RECORDS FOR THE TASK Start Marker
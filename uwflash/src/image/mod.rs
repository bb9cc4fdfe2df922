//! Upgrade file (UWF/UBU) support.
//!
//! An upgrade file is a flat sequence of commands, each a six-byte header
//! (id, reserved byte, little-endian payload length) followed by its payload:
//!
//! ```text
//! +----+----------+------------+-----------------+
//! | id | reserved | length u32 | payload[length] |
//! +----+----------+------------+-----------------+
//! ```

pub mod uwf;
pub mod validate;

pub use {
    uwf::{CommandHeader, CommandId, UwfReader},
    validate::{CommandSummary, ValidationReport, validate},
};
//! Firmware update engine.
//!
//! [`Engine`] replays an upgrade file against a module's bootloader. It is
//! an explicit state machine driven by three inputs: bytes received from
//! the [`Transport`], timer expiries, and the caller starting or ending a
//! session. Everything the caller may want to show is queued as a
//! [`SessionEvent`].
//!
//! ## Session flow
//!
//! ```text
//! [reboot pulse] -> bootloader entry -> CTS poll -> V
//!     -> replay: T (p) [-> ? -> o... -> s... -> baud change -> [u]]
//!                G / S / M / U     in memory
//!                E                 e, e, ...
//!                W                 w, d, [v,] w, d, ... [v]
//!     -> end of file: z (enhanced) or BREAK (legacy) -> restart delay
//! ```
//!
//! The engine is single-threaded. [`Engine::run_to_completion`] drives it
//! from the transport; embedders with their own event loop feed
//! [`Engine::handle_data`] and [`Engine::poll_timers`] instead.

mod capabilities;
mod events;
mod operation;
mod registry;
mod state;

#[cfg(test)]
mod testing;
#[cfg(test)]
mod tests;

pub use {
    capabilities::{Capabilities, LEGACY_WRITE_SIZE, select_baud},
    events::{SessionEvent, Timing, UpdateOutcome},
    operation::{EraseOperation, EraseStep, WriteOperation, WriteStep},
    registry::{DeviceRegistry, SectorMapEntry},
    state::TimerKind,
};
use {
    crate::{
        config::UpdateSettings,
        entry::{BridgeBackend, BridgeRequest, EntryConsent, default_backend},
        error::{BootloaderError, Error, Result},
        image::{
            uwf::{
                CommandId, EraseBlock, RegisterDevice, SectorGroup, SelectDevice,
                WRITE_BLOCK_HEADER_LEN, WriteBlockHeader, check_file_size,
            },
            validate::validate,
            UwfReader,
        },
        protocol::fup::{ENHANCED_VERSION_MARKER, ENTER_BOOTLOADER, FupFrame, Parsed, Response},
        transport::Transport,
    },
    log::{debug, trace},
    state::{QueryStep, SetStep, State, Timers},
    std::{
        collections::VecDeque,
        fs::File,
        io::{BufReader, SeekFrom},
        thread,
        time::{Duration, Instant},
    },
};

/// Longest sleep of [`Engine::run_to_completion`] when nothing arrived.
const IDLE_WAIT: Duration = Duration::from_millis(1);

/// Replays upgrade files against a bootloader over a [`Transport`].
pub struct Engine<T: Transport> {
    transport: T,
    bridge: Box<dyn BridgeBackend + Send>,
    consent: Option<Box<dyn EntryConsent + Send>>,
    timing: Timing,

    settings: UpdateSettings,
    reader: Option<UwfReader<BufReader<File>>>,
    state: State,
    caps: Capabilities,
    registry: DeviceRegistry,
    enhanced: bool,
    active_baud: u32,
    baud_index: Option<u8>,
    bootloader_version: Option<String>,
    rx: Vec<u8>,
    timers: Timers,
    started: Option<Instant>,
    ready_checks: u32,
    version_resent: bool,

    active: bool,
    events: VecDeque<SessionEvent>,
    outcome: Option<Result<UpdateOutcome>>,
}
RECORDS FOR THE TASK End Marker
WORK INSTRUCTION:
What is needed is an exact restatement of every record above.

EXERCISE ANSWER:
filename uwflash/src/image/mod.rs
repository bb9cc4fdfe2df922
//! Upgrade file (UWF/UBU) support.
//!
//! An upgrade file is a flat sequence of commands, each a six-byte header
//! (id, reserved byte, little-endian payload length) followed by its payload:
//!
//! ```text
//! +----+----------+------------+-----------------+
//! | id | reserved | length u32 | payload[length] |
//! +----+----------+------------+-----------------+
//! ```

pub mod uwf;
pub mod validate;

pub use {
    uwf::{CommandHeader, CommandId, UwfReader},
    validate::{CommandSummary, ValidationReport, validate},
};
//! Firmware update engine.
//!
//! [`Engine`] replays an upgrade file against a module's bootloader. It is
//! an explicit state machine driven by three inputs: bytes received from
//! the [`Transport`], timer expiries, and the caller starting or ending a
//! session. Everything the caller may want to show is queued as a
//! [`SessionEvent`].
//!
//! ## Session flow
//!
//! ```text
//! [reboot pulse] -> bootloader entry -> CTS poll -> V
//!     -> replay: T (p) [-> ? -> o... -> s... -> baud change -> [u]]
//!                G / S / M / U     in memory
//!                E                 e, e, ...
//!                W                 w, d, [v,] w, d, ... [v]
//!     -> end of file: z (enhanced) or BREAK (legacy) -> restart delay
//! ```
//!
//! The engine is single-threaded. [`Engine::run_to_completion`] drives it
//! from the transport; embedders with their own event loop feed
//! [`Engine::handle_data`] and [`Engine::poll_timers`] instead.

mod capabilities;
mod events;
mod operation;
mod registry;
mod state;

#[cfg(test)]
mod testing;
#[cfg(test)]
mod tests;

pub use {
    capabilities::{Capabilities, LEGACY_WRITE_SIZE, select_baud},
    events::{SessionEvent, Timing, UpdateOutcome},
    operation::{EraseOperation, EraseStep, WriteOperation, WriteStep},
    registry::{DeviceRegistry, SectorMapEntry},
    state::TimerKind,
};
use {
    crate::{
        config::UpdateSettings,
        entry::{BridgeBackend, BridgeRequest, EntryConsent, default_backend},
        error::{BootloaderError, Error, Result},
        image::{
            uwf::{
                CommandId, EraseBlock, RegisterDevice, SectorGroup, SelectDevice,
                WRITE_BLOCK_HEADER_LEN, WriteBlockHeader, check_file_size,
            },
            validate::validate,
            UwfReader,
        },
        protocol::fup::{ENHANCED_VERSION_MARKER, ENTER_BOOTLOADER, FupFrame, Parsed, Response},
        transport::Transport,
    },
    log::{debug, trace},
    state::{QueryStep, SetStep, State, Timers},
    std::{
        collections::VecDeque,
        fs::File,
        io::{BufReader, SeekFrom},
        thread,
        time::{Duration, Instant},
    },
};

/// Longest sleep of [`Engine::run_to_completion`] when nothing arrived.
const IDLE_WAIT: Duration = Duration::from_millis(1);

/// Replays upgrade files against a bootloader over a [`Transport`].
pub struct Engine<T: Transport> {
    transport: T,
    bridge: Box<dyn BridgeBackend + Send>,
    consent: Option<Box<dyn EntryConsent + Send>>,
    timing: Timing,

    settings: UpdateSettings,
    reader: Option<UwfReader<BufReader<File>>>,
    state: State,
    caps: Capabilities,
    registry: DeviceRegistry,
    enhanced: bool,
    active_baud: u32,
    baud_index: Option<u8>,
    bootloader_version: Option<String>,
    rx: Vec<u8>,
    timers: Timers,
    started: Option<Instant>,
    ready_checks: u32,
    version_resent: bool,

    active: bool,
    events: VecDeque<SessionEvent>,
    outcome: Option<Result<UpdateOutcome>>,
}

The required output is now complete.